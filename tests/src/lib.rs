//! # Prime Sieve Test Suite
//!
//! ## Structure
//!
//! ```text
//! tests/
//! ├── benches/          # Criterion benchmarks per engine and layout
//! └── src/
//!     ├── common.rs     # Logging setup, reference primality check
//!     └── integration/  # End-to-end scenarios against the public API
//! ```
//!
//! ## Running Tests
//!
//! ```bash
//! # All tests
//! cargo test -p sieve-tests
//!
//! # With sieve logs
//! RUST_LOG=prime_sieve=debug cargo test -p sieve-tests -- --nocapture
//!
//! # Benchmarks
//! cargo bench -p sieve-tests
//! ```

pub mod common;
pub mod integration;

* _What needs to be done_
Using the listing above, return all lines where the word "integration" occurs.

* _Answer below_
//!     └── integration/  # End-to-end scenarios against the public API
pub mod integration;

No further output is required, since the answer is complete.